French uranium mine leaves 20 million tonnes of radioactive waste in Niger

Niger’s Cominak uranium mine closed down in 2021. © AFP/Pierre Verdy

Niger’s northern town of Arlit has been left wallowing in 20 million tonnes of radioactive waste after a uranium mine run by French company Orano (formerly Areva) closed down. People living in the area are exposed to levels of radiation above the limits recommended by health experts.

Niger is the world’s fifth-largest uranium producer.

In 2021, it provided the European Union with nearly 25 percent of its uranium supplies, which helped produce electricity for millions of households.

The French nuclear company – formerly, Areva and now Orano – started mining the country’s uranium reserves in the 1970s. Forty-seven years later, in March 2021, the Cominak mines near the northern town of Arlit closed down.

The closure left the local population to live with 20 million tonnes of radioactive mud on the mine’s site, according to the French-based Independent Research and Information Commission on Radioactivity (CRIIRAD).

Its findings, following an investigation of the area in 2009, showed that the level of radioactivity was 450,000 Becquerels per kilo - well above the internationally recommended levels of radiation.

Pollution

“The waste produces a radioactive gas known as radon. The strong wind of the desert spreads a radioactive dust which is then inhaled by the surrounding population,” said CRIIRAD’s scientist, Bruno Chareyron.
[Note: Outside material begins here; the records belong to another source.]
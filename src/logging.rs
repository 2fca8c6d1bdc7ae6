use tracing_subscriber::EnvFilter;

/// Installs the global subscriber. `RUST_LOG` selects levels (default
/// `info`); `LOG_FORMAT=json` switches to one JSON object per line.
pub fn init_tracing() {
    let filter = EnvFilter::try_from_default_env().unwrap_or_else(|_| EnvFilter::new("info"));

    let json = matches!(std::env::var("LOG_FORMAT").as_deref(), Ok("json"));
    if json {
        tracing_subscriber::fmt()
            .with_env_filter(filter)
            .with_target(false)
            .json()
            .init();
    } else {
        tracing_subscriber::fmt()
            .with_env_filter(filter)
            .with_target(false)
            .compact()
            .init();
    }

    std::panic::set_hook(Box::new(|info| {
        let backtrace = std::backtrace::Backtrace::capture();
        tracing::error!(%info, ?backtrace, "panic");
    }));
}
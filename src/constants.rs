pub const TICK_MS: u64 = 16;
pub const CORRECTION_TICK_MS: u64 = 100;

pub const MAP_WIDTH: f32 = 2400.0;
pub const MAP_HEIGHT: f32 = 1800.0;
pub const BORDER_THICKNESS: f32 = 20.0;

pub const PLAYER_SIZE: f32 = 30.0;
pub const PLAYER_BASE_SPEED: f32 = 3.0;
pub const MAX_HEALTH: i32 = 100;
pub const HIT_RADIUS_SQ: f32 = (PLAYER_SIZE / 2.0) * (PLAYER_SIZE / 2.0);

pub const BULLET_SIZE: f32 = 10.0;
pub const FLAME_RANGE: f32 = 220.0;

pub const KILL_SCORE: i32 = 100;

pub const SPAWN_ATTEMPTS: usize = 100;
pub const SPAWN_MARGIN: f32 = 50.0;

/// Client position reports may move at most this many frames' worth of
/// travel from the authoritative position in one message.
pub const POSITION_SLACK_FRAMES: f32 = 3.0;

pub const POWER_UP_INTERVAL_MS: u64 = 10_000;
pub const INITIAL_POWER_UPS: usize = 3;
pub const MAX_POWER_UPS: usize = 12;
pub const PICKUP_RADIUS_SQ: f32 = 40.0 * 40.0;
pub const HEALTH_PACK_AMOUNT: i32 = 30;
pub const SPEED_BOOST_FACTOR: f32 = 1.5;
pub const SPEED_BOOST_DURATION_MS: u64 = 5_000;
pub const AMMO_PACK_AMOUNT: u32 = 20;

pub const DEFAULT_BOT_COUNT: usize = 4;
pub const MAX_BOT_COUNT: usize = 32;
pub const BOT_RESPAWN_DELAY_MS: u64 = 3_000;
pub const BOT_RETARGET_CHANCE: f32 = 0.02;
pub const BOT_ENGAGE_RANGE: f32 = 500.0;
pub const BOT_AIM_JITTER: f32 = 0.08;
pub const BOT_ARRIVE_DISTANCE: f32 = 20.0;

pub const PLAYER_COLORS: [&str; 8] = [
    "#FF6B6B", "#4ECDC4", "#45B7D1", "#FFA07A", "#98D8C8", "#F7DC6F", "#E74C3C", "#3498DB",
];

pub const BOT_NAMES: [&str; 8] = [
    "Viper", "Ghost", "Havoc", "Rook", "Nova", "Blaze", "Talon", "Echo",
];

/// Motion is specified per reference frame; a tick of `dt_ms` advances
/// `dt_ms / TICK_MS` frames.
pub fn frame_scale(dt_ms: u64) -> f32 {
    dt_ms as f32 / TICK_MS as f32
}
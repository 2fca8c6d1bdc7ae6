use crate::collision::collides;
use crate::constants::{
    BORDER_THICKNESS, MAP_HEIGHT, MAP_WIDTH, PLAYER_SIZE, SPAWN_ATTEMPTS, SPAWN_MARGIN,
};
use crate::rng::Rng;
use crate::types::{Vec2, Wall};

const fn wall(x: f32, y: f32, width: f32, height: f32) -> Wall {
    Wall {
        x,
        y,
        width,
        height,
    }
}

const WALLS: [Wall; 14] = [
    wall(0.0, 0.0, MAP_WIDTH, BORDER_THICKNESS),
    wall(0.0, MAP_HEIGHT - BORDER_THICKNESS, MAP_WIDTH, BORDER_THICKNESS),
    wall(0.0, 0.0, BORDER_THICKNESS, MAP_HEIGHT),
    wall(MAP_WIDTH - BORDER_THICKNESS, 0.0, BORDER_THICKNESS, MAP_HEIGHT),
    wall(400.0, 200.0, 200.0, 40.0),
    wall(800.0, 400.0, 40.0, 300.0),
    wall(1200.0, 300.0, 300.0, 40.0),
    wall(600.0, 800.0, 40.0, 400.0),
    wall(1400.0, 600.0, 400.0, 40.0),
    wall(1000.0, 1000.0, 40.0, 300.0),
    wall(300.0, 1200.0, 500.0, 40.0),
    wall(1600.0, 800.0, 40.0, 400.0),
    wall(1800.0, 300.0, 300.0, 40.0),
    wall(500.0, 1400.0, 600.0, 40.0),
];

const SPAWN_POINTS: [Vec2; 12] = [
    Vec2::new(150.0, 150.0),
    Vec2::new(2250.0, 1650.0),
    Vec2::new(2250.0, 150.0),
    Vec2::new(150.0, 1650.0),
    Vec2::new(1200.0, 900.0),
    Vec2::new(1200.0, 150.0),
    Vec2::new(1200.0, 1650.0),
    Vec2::new(700.0, 600.0),
    Vec2::new(1900.0, 1100.0),
    Vec2::new(150.0, 900.0),
    Vec2::new(2000.0, 600.0),
    Vec2::new(400.0, 1600.0),
];

/// Immutable arena: bounds, obstacles and the spawn-point table.
#[derive(Clone, Debug)]
pub struct StaticWorld {
    pub width: f32,
    pub height: f32,
    pub walls: Vec<Wall>,
    pub spawn_points: Vec<Vec2>,
}

impl Default for StaticWorld {
    fn default() -> Self {
        Self {
            width: MAP_WIDTH,
            height: MAP_HEIGHT,
            walls: WALLS.to_vec(),
            spawn_points: SPAWN_POINTS.to_vec(),
        }
    }
}

impl StaticWorld {
    pub fn is_out_of_bounds(&self, x: f32, y: f32) -> bool {
        x < 0.0 || x > self.width || y < 0.0 || y > self.height
    }

    pub fn clamp_to_arena(&self, x: f32, y: f32) -> (f32, f32) {
        let half = PLAYER_SIZE / 2.0;
        (
            x.clamp(half, self.width - half),
            y.clamp(half, self.height - half),
        )
    }

    /// Random wall-free point for a body of `size`. Gives up after
    /// `SPAWN_ATTEMPTS` and returns the last candidate.
    pub fn random_open_position(&self, size: f32, rng: &mut Rng) -> Vec2 {
        let mut candidate = Vec2::default();
        for _ in 0..SPAWN_ATTEMPTS {
            candidate = Vec2::new(
                rng.range(SPAWN_MARGIN, self.width - SPAWN_MARGIN),
                rng.range(SPAWN_MARGIN, self.height - SPAWN_MARGIN),
            );
            if !collides(candidate.x, candidate.y, size, &self.walls) {
                break;
            }
        }
        candidate
    }
}
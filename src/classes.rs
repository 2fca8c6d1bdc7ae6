//! Per-archetype weapon and movement tuning.

use serde::Serialize;

use crate::constants::{FLAME_RANGE, PLAYER_BASE_SPEED};
use crate::types::PlayerClass;

#[derive(Clone, Copy, Debug, PartialEq, Serialize)]
#[serde(tag = "kind", rename_all = "snake_case")]
pub enum DamageModel {
    Fixed {
        damage: i32,
    },
    /// Damage grows linearly with travel distance up to `range`.
    Falloff {
        #[serde(rename = "baseDamage")]
        base_damage: i32,
        #[serde(rename = "maxDamage")]
        max_damage: i32,
        range: f32,
    },
}

#[derive(Clone, Copy, Debug, PartialEq, Serialize)]
pub struct ClassConfig {
    pub class: PlayerClass,
    #[serde(rename = "bulletSpeed")]
    pub bullet_speed: f32,
    #[serde(rename = "bulletCount")]
    pub bullet_count: u32,
    pub spread: f32,
    #[serde(rename = "fireRate")]
    pub fire_rate_ms: u64,
    pub damage: DamageModel,
    #[serde(rename = "maxAmmo")]
    pub max_ammo: u32,
    #[serde(rename = "maxReserve")]
    pub max_reserve: u32,
    #[serde(rename = "reloadTime")]
    pub reload_time_ms: u64,
    #[serde(rename = "speedMultiplier")]
    pub speed_multiplier: f32,
    /// Flame projectiles burn out after `FLAME_RANGE` of travel.
    pub flame: bool,
}

const SHOTGUN: ClassConfig = ClassConfig {
    class: PlayerClass::Shotgun,
    bullet_speed: 10.0,
    bullet_count: 3,
    spread: 0.3,
    fire_rate_ms: 600,
    damage: DamageModel::Fixed { damage: 20 },
    max_ammo: 8,
    max_reserve: 32,
    reload_time_ms: 1_500,
    speed_multiplier: 1.0,
    flame: false,
};

const SNIPER: ClassConfig = ClassConfig {
    class: PlayerClass::Sniper,
    bullet_speed: 20.0,
    bullet_count: 1,
    spread: 0.0,
    fire_rate_ms: 800,
    damage: DamageModel::Falloff {
        base_damage: 30,
        max_damage: 80,
        range: 900.0,
    },
    max_ammo: 5,
    max_reserve: 20,
    reload_time_ms: 2_000,
    speed_multiplier: 0.9,
    flame: false,
};

const RIFLE: ClassConfig = ClassConfig {
    class: PlayerClass::Rifle,
    bullet_speed: 12.0,
    bullet_count: 1,
    spread: 0.05,
    fire_rate_ms: 100,
    damage: DamageModel::Fixed { damage: 15 },
    max_ammo: 40,
    max_reserve: 120,
    reload_time_ms: 1_800,
    speed_multiplier: 1.0,
    flame: false,
};

const PYRO: ClassConfig = ClassConfig {
    class: PlayerClass::Pyro,
    bullet_speed: 8.0,
    bullet_count: 1,
    spread: 0.35,
    fire_rate_ms: 60,
    damage: DamageModel::Fixed { damage: 4 },
    max_ammo: 100,
    max_reserve: 200,
    reload_time_ms: 2_500,
    speed_multiplier: 1.1,
    flame: true,
};

pub fn class_config(class: PlayerClass) -> &'static ClassConfig {
    match class {
        PlayerClass::Shotgun => &SHOTGUN,
        PlayerClass::Sniper => &SNIPER,
        PlayerClass::Rifle => &RIFLE,
        PlayerClass::Pyro => &PYRO,
    }
}

pub fn catalog() -> Vec<ClassConfig> {
    PlayerClass::ALL
        .iter()
        .map(|class| *class_config(*class))
        .collect()
}

impl ClassConfig {
    pub fn base_speed(&self) -> f32 {
        PLAYER_BASE_SPEED * self.speed_multiplier
    }

    /// Damage a projectile of this class deals after travelling `distance`.
    pub fn damage_at(&self, distance: f32) -> i32 {
        match self.damage {
            DamageModel::Fixed { damage } => damage,
            DamageModel::Falloff {
                base_damage,
                max_damage,
                range,
            } => falloff_damage(base_damage, max_damage, range, distance),
        }
    }

    /// Damage stamped on a freshly fired projectile.
    pub fn muzzle_damage(&self) -> i32 {
        self.damage_at(0.0)
    }

    pub fn max_range(&self) -> Option<f32> {
        self.flame.then_some(FLAME_RANGE)
    }
}

pub fn falloff_damage(base_damage: i32, max_damage: i32, range: f32, distance: f32) -> i32 {
    let ratio = if range > 0.0 {
        (distance / range).clamp(0.0, 1.0)
    } else {
        1.0
    };
    let damage = base_damage as f32 + (max_damage - base_damage) as f32 * ratio;
    damage.round() as i32
}
use serde_json::Value;

#[derive(Debug, Clone, PartialEq)]
pub enum ParsedClientMessage {
    SelectClass {
        class: String,
        name: Option<String>,
    },
    UpdatePosition {
        x: f32,
        y: f32,
        angle: Option<f32>,
    },
    Shoot {
        angle: f32,
    },
    Reload,
    CollectPowerUp {
        id: String,
    },
    Ping {
        t: Option<f64>,
    },
}

/// Parses one inbound text frame. Anything malformed, including
/// non-finite numbers, yields `None` and is dropped by the caller.
pub fn parse_client_message(raw: &str) -> Option<ParsedClientMessage> {
    let value: Value = serde_json::from_str(raw).ok()?;
    let object = value.as_object()?;
    let message_type = object.get("type")?.as_str()?;

    match message_type {
        "selectClass" => {
            let class = object.get("class")?.as_str()?.to_string();
            let name = match object.get("name") {
                None | Some(Value::Null) => None,
                Some(value) => Some(value.as_str()?.to_string()),
            };
            Some(ParsedClientMessage::SelectClass { class, name })
        }
        "updatePosition" => {
            let x = finite_f32(object.get("x")?)?;
            let y = finite_f32(object.get("y")?)?;
            let angle = match object.get("angle") {
                None | Some(Value::Null) => None,
                Some(value) => Some(finite_f32(value)?),
            };
            Some(ParsedClientMessage::UpdatePosition { x, y, angle })
        }
        "shoot" => {
            let angle = finite_f32(object.get("angle")?)?;
            Some(ParsedClientMessage::Shoot { angle })
        }
        "reload" => Some(ParsedClientMessage::Reload),
        "collectPowerUp" => {
            let id = object.get("id")?.as_str()?.to_string();
            Some(ParsedClientMessage::CollectPowerUp { id })
        }
        "ping" => {
            let t = match object.get("t") {
                None | Some(Value::Null) => None,
                Some(value) => {
                    let t = value.as_f64()?;
                    if !t.is_finite() {
                        return None;
                    }
                    Some(t)
                }
            };
            Some(ParsedClientMessage::Ping { t })
        }
        _ => None,
    }
}

fn finite_f32(value: &Value) -> Option<f32> {
    let number = value.as_f64()?;
    let narrowed = number as f32;
    narrowed.is_finite().then_some(narrowed)
}
use chrono::Utc;

use crate::constants::PLAYER_COLORS;
use crate::rng::Rng;
use crate::types::{PlayerClass, PowerUpType};

pub(super) fn wall_clock_ms() -> i64 {
    Utc::now().timestamp_millis()
}

pub(super) fn angle_between(from_x: f32, from_y: f32, to_x: f32, to_y: f32) -> f32 {
    (to_y - from_y).atan2(to_x - from_x)
}

/// Step of at most `max_step` from `(x, y)` toward the target.
pub(super) fn step_toward(x: f32, y: f32, target_x: f32, target_y: f32, max_step: f32) -> (f32, f32) {
    let dx = target_x - x;
    let dy = target_y - y;
    let dist = (dx * dx + dy * dy).sqrt();
    if dist <= f32::EPSILON {
        return (0.0, 0.0);
    }
    let step = dist.min(max_step);
    (dx / dist * step, dy / dist * step)
}

pub(super) fn random_color(rng: &mut Rng) -> String {
    PLAYER_COLORS[rng.pick_index(PLAYER_COLORS.len())].to_string()
}

pub(super) fn random_class(rng: &mut Rng) -> PlayerClass {
    PlayerClass::ALL[rng.pick_index(PlayerClass::ALL.len())]
}

pub(super) fn random_power_up_type(rng: &mut Rng) -> PowerUpType {
    PowerUpType::ALL[rng.pick_index(PowerUpType::ALL.len())]
}

#[cfg(test)]
mod tests {
    use super::*;

    #[test]
    fn step_toward_does_not_overshoot() {
        let (dx, dy) = step_toward(0.0, 0.0, 3.0, 4.0, 10.0);
        assert!((dx - 3.0).abs() < 1e-5);
        assert!((dy - 4.0).abs() < 1e-5);

        let (dx, dy) = step_toward(0.0, 0.0, 30.0, 40.0, 5.0);
        assert!((dx - 3.0).abs() < 1e-5);
        assert!((dy - 4.0).abs() < 1e-5);

        assert_eq!(step_toward(1.0, 1.0, 1.0, 1.0, 5.0), (0.0, 0.0));
    }

    #[test]
    fn angle_between_points_right_and_down() {
        assert!(angle_between(0.0, 0.0, 10.0, 0.0).abs() < 1e-6);
        assert!((angle_between(0.0, 0.0, 0.0, 10.0) - std::f32::consts::FRAC_PI_2).abs() < 1e-6);
    }
}
use std::sync::Arc;
use std::time::Duration;

use arena_shooter_server::config::ServerConfig;
use arena_shooter_server::engine::{GameEngine, GameEngineOptions};
use arena_shooter_server::error::{ServerError, ServerResult};
use arena_shooter_server::logging::init_tracing;
use arena_shooter_server::session::{
    disconnect_client, handle_client_message, push_corrections, tick_game, OutboundMessage,
    ServerState, SharedState, OUTBOUND_QUEUE_CAPACITY,
};
use arena_shooter_server::world::StaticWorld;
use axum::extract::ws::{Message, WebSocket, WebSocketUpgrade};
use axum::extract::State;
use axum::response::IntoResponse;
use axum::routing::get;
use axum::{Json, Router};
use clap::Parser;
use futures_util::{SinkExt, StreamExt};
use serde_json::json;
use tokio::sync::{mpsc, Mutex};
use tower_http::services::{ServeDir, ServeFile};
use tracing::{debug, info, warn};

#[tokio::main]
async fn main() -> ServerResult<()> {
    init_tracing();

    let config = ServerConfig::parse().validate()?;
    let seed = config.seed.unwrap_or_else(rand::random::<u32>);
    let game = GameEngine::new(
        GameEngineOptions {
            bot_target: config.bot_count,
            world: StaticWorld::default(),
        },
        seed,
    );
    info!(
        seed,
        bots = config.bot_count,
        tick_ms = config.tick_ms,
        correction_ms = config.correction_ms,
        started_at = %chrono::Utc::now().to_rfc3339(),
        "arena created"
    );

    let state: SharedState = Arc::new(Mutex::new(ServerState::new(game)));
    start_tick_loop(state.clone(), config.tick_ms);
    start_correction_loop(state.clone(), config.correction_ms);

    let app = Router::new()
        .route("/healthz", get(healthz))
        .route("/ws", get(ws_handler))
        .with_state(state);

    let app = if let Some(static_dir) = config.resolve_static_dir() {
        let index_file = static_dir.join("index.html");
        info!(root = %static_dir.display(), "serving static client");
        app.fallback_service(
            ServeDir::new(static_dir).not_found_service(ServeFile::new(index_file)),
        )
    } else {
        warn!("static client directory not found; serving the websocket endpoint only");
        app
    };

    let bind_addr = config.bind_addr();
    let listener = tokio::net::TcpListener::bind(&bind_addr)
        .await
        .map_err(|source| ServerError::Bind {
            addr: bind_addr.clone(),
            source,
        })?;

    info!(addr = %bind_addr, "listening");
    axum::serve(listener, app).await?;
    Ok(())
}

async fn healthz() -> impl IntoResponse {
    Json(json!({ "ok": true }))
}

async fn ws_handler(ws: WebSocketUpgrade, State(state): State<SharedState>) -> impl IntoResponse {
    ws.on_upgrade(move |socket| handle_socket(state, socket))
}

async fn handle_socket(state: SharedState, socket: WebSocket) {
    let (tx, mut rx) = mpsc::channel::<OutboundMessage>(OUTBOUND_QUEUE_CAPACITY);
    let client_id = {
        let mut guard = state.lock().await;
        guard.register_client(tx)
    };
    info!(%client_id, "session connected");

    let (mut ws_sender, mut ws_receiver) = socket.split();
    let writer = tokio::spawn(async move {
        while let Some(OutboundMessage::Text(payload)) = rx.recv().await {
            if ws_sender.send(Message::Text(payload.into())).await.is_err() {
                break;
            }
        }
        let _ = ws_sender.close().await;
    });

    while let Some(received) = ws_receiver.next().await {
        let Ok(message) = received else {
            break;
        };

        let raw = match message {
            Message::Text(raw) => raw.to_string(),
            Message::Binary(raw) => match String::from_utf8(raw.to_vec()) {
                Ok(text) => text,
                Err(_) => {
                    debug!(%client_id, "dropping non-utf8 frame");
                    continue;
                }
            },
            Message::Close(_) => break,
            _ => continue,
        };

        let mut guard = state.lock().await;
        handle_client_message(&mut guard, &client_id, &raw);
        if !guard.is_registered(&client_id) {
            break;
        }
    }

    {
        let mut guard = state.lock().await;
        disconnect_client(&mut guard, &client_id);
    }
    info!(%client_id, "session closed");
    let _ = writer.await;
}

fn start_tick_loop(state: SharedState, tick_ms: u64) {
    tokio::spawn(async move {
        let mut interval = tokio::time::interval(Duration::from_millis(tick_ms));
        interval.set_missed_tick_behavior(tokio::time::MissedTickBehavior::Delay);
        loop {
            interval.tick().await;
            let mut guard = state.lock().await;
            tick_game(&mut guard, tick_ms);
        }
    });
}

fn start_correction_loop(state: SharedState, correction_ms: u64) {
    tokio::spawn(async move {
        let mut interval = tokio::time::interval(Duration::from_millis(correction_ms));
        interval.set_missed_tick_behavior(tokio::time::MissedTickBehavior::Delay);
        loop {
            interval.tick().await;
            let mut guard = state.lock().await;
            push_corrections(&mut guard);
        }
    });
}
use axum::http::StatusCode;
use axum::response::{IntoResponse, Response};
use axum::Json;
use tracing::error;

use bizflow_automation::ServiceError;

/// An error response: `{ "success": false, "error": <message> }`.
#[derive(Debug)]
pub struct ApiError {
    status: StatusCode,
    message: String,
}

impl ApiError {
    pub fn new(status: StatusCode, message: impl Into<String>) -> Self {
        Self {
            status,
            message: message.into(),
        }
    }

    pub fn unauthorized() -> Self {
        Self::new(StatusCode::UNAUTHORIZED, "Unauthorized")
    }

    pub fn bad_request(message: impl Into<String>) -> Self {
        Self::new(StatusCode::BAD_REQUEST, message)
    }

    pub fn status(&self) -> StatusCode {
        self.status
    }
}

impl From<ServiceError> for ApiError {
    fn from(e: ServiceError) -> Self {
        let status = match e {
            ServiceError::MissingAutomationId => StatusCode::BAD_REQUEST,
            ServiceError::NotFound => StatusCode::NOT_FOUND,
            ServiceError::AccessDenied => StatusCode::FORBIDDEN,
            ServiceError::Internal(ref inner) => {
                error!(error = %inner, "Request failed");
                StatusCode::INTERNAL_SERVER_ERROR
            }
        };
        Self::new(status, e.to_string())
    }
}

impl IntoResponse for ApiError {
    fn into_response(self) -> Response {
        let body = Json(serde_json::json!({
            "success": false,
            "error": self.message,
        }));
        (self.status, body).into_response()
    }
}
use serde::{Deserialize, Serialize};

use bizflow_core::error::{BizflowError, Result};
use bizflow_core::types::Automation;

use crate::store::SqliteStore;

/// A JSON file of automation definitions and space memberships to load into a store.
#[derive(Debug, Clone, Default, Serialize, Deserialize)]
pub struct AutomationBundle {
    #[serde(default)]
    pub automations: Vec<Automation>,
    #[serde(default)]
    pub space_members: Vec<SpaceMember>,
}

#[derive(Debug, Clone, Serialize, Deserialize)]
pub struct SpaceMember {
    pub space_id: String,
    pub user_id: String,
}

impl AutomationBundle {
    pub fn from_json(input: &str) -> Result<Self> {
        let bundle: Self = serde_json::from_str(input)?;
        for automation in &bundle.automations {
            if automation.id.trim().is_empty() {
                return Err(BizflowError::InvalidWorkflow(format!(
                    "automation '{}' has an empty id",
                    automation.name
                )));
            }
        }
        Ok(bundle)
    }
}

impl SqliteStore {
    /// Save every automation and membership in the bundle. Returns the number of automations.
    pub fn import_bundle(&self, bundle: &AutomationBundle) -> Result<usize> {
        for member in &bundle.space_members {
            self.add_space_member(&member.space_id, &member.user_id)?;
        }
        for automation in &bundle.automations {
            self.save_automation(automation)?;
        }
        Ok(bundle.automations.len())
    }
}

#[cfg(test)]
mod tests {
    use super::*;
    use bizflow_core::traits::AutomationStore;
    use bizflow_core::workflow::NodeSubtype;

    const BUNDLE: &str = r#"{
        "automations": [{
            "id": "welcome",
            "name": "Welcome new member",
            "user_id": "owner",
            "space_id": "space-1",
            "nodes": [
                { "id": "t", "node_type": "trigger", "node_subtype": "member_joined", "order_index": 0 },
                { "id": "mail", "node_type": "action", "node_subtype": "send_email", "order_index": 1,
                  "config": { "type": "invitation", "subject": "Welcome" } }
            ],
            "connections": [
                { "source_node_id": "t", "target_node_id": "mail" }
            ]
        }],
        "space_members": [{ "space_id": "space-1", "user_id": "ada" }]
    }"#;

    #[tokio::test]
    async fn test_import_bundle() {
        let store = SqliteStore::in_memory().unwrap();
        let bundle = AutomationBundle::from_json(BUNDLE).unwrap();
        assert_eq!(store.import_bundle(&bundle).unwrap(), 1);

        let automation = store.get_active_automation("welcome").await.unwrap().unwrap();
        assert!(automation.is_active);
        assert_eq!(automation.nodes[1].node_subtype, NodeSubtype::SendEmail);
        assert_eq!(automation.connections.len(), 1);
        assert!(store.is_space_member("space-1", "ada").await.unwrap());
    }

    #[test]
    fn test_empty_id_rejected() {
        let err = AutomationBundle::from_json(
            r#"{ "automations": [{ "id": " ", "name": "x", "user_id": "u" }] }"#,
        )
        .unwrap_err();
        assert!(matches!(err, BizflowError::InvalidWorkflow(_)));
    }
}
//! Layered field resolution for node configuration.
//!
//! A node handler reads each field from several JSON objects in a fixed
//! precedence order (typically the node's own config, then a nested payload
//! object from the upstream output, then the flat upstream output). `Layers`
//! holds that ordered list and answers every lookup the same way: the first
//! layer with a present value wins. Null and empty strings count as absent.

use serde_json::{Map, Value};

/// Ordered, read-only view over optional JSON object sources.
#[derive(Debug, Clone, Default)]
pub struct Layers<'a> {
    sources: Vec<&'a Map<String, Value>>,
}

impl<'a> Layers<'a> {
    pub fn new() -> Self {
        Self::default()
    }

    /// Append a layer with lower precedence than all existing ones.
    pub fn push(mut self, source: &'a Map<String, Value>) -> Self {
        self.sources.push(source);
        self
    }

    /// Append a layer only if `value` is a JSON object.
    pub fn push_value(mut self, value: Option<&'a Value>) -> Self {
        if let Some(Value::Object(map)) = value {
            self.sources.push(map);
        }
        self
    }

    pub fn len(&self) -> usize {
        self.sources.len()
    }

    pub fn is_empty(&self) -> bool {
        self.sources.is_empty()
    }

    /// First present value for `key`.
    pub fn value(&self, key: &str) -> Option<&'a Value> {
        self.sources
            .iter()
            .copied()
            .filter_map(|source| source.get(key))
            .find(|v| is_present(v))
    }

    /// First present value rendered as a string.
    ///
    /// Numbers and booleans are stringified; objects and arrays are skipped.
    pub fn string(&self, key: &str) -> Option<String> {
        self.sources
            .iter()
            .copied()
            .filter_map(|source| source.get(key))
            .filter(|v| is_present(v))
            .find_map(scalar_to_string)
    }

    /// First present string among several key aliases, alias order first.
    pub fn string_any(&self, keys: &[&str]) -> Option<String> {
        keys.iter().find_map(|key| self.string(key))
    }

    /// Whether any layer holds `expected` under `key`, regardless of precedence.
    pub fn any_equals(&self, key: &str, expected: &str) -> bool {
        self.sources
            .iter()
            .any(|source| source.get(key).and_then(Value::as_str) == Some(expected))
    }

    /// Like [`Layers::string`], falling back to `default`.
    pub fn string_or(&self, key: &str, default: &str) -> String {
        self.string(key).unwrap_or_else(|| default.to_string())
    }

    /// First present value parseable as a number (numeric strings included).
    pub fn number(&self, key: &str) -> Option<f64> {
        self.sources
            .iter()
            .copied()
            .filter_map(|source| source.get(key))
            .filter(|v| is_present(v))
            .find_map(|v| match v {
                Value::Number(n) => n.as_f64(),
                Value::String(s) => s.trim().parse().ok(),
                _ => None,
            })
    }

    /// First present value that is a JSON object.
    pub fn object(&self, key: &str) -> Option<&'a Map<String, Value>> {
        self.sources
            .iter()
            .copied()
            .filter_map(|source| source.get(key))
            .find_map(Value::as_object)
    }
}

fn is_present(value: &Value) -> bool {
    match value {
        Value::Null => false,
        Value::String(s) => !s.is_empty(),
        _ => true,
    }
}

fn scalar_to_string(value: &Value) -> Option<String> {
    match value {
        Value::String(s) => Some(s.clone()),
        Value::Number(n) => Some(n.to_string()),
        Value::Bool(b) => Some(b.to_string()),
        _ => None,
    }
}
The soil and underground water have also been contaminated. The 100,000 people living in the area have no alternative but to keep on drinking that water.

Exposure to such dangerously high levels of radiation can lead to birth defects, cancer, and a number of other disorders.

Greenpeace, for example, investigated the area and claims that many former Cominak workers suffer from unexplained diseases affecting the skin, liver, kidneys, and lungs.

“Our heritage is an enduring pollution," Al Moustapha Al Hacen, founder of the local environment protection NGO Aghir in’Man, said. “There is no wildlife left, nor any plants alive around Arlit.”

He also told Greenpeace that the uranium mining was supposed to help fight poverty.

“But what has happened is that our problems have only worsened," he added.

Years of radiation

“The waste will be radioactive for hundreds of thousands of years,” said Chareyron. “Orano should have sealed it off on a secure site, but this was not done.”

Orano’s Niger subsidiary, Cominak, said that it will cover the radioactive mud with a two-metre layer of clay and rocks to contain the radiation.

However, Chareyron questions whether this layer will be strong enough to isolate the radiation for thousands of years.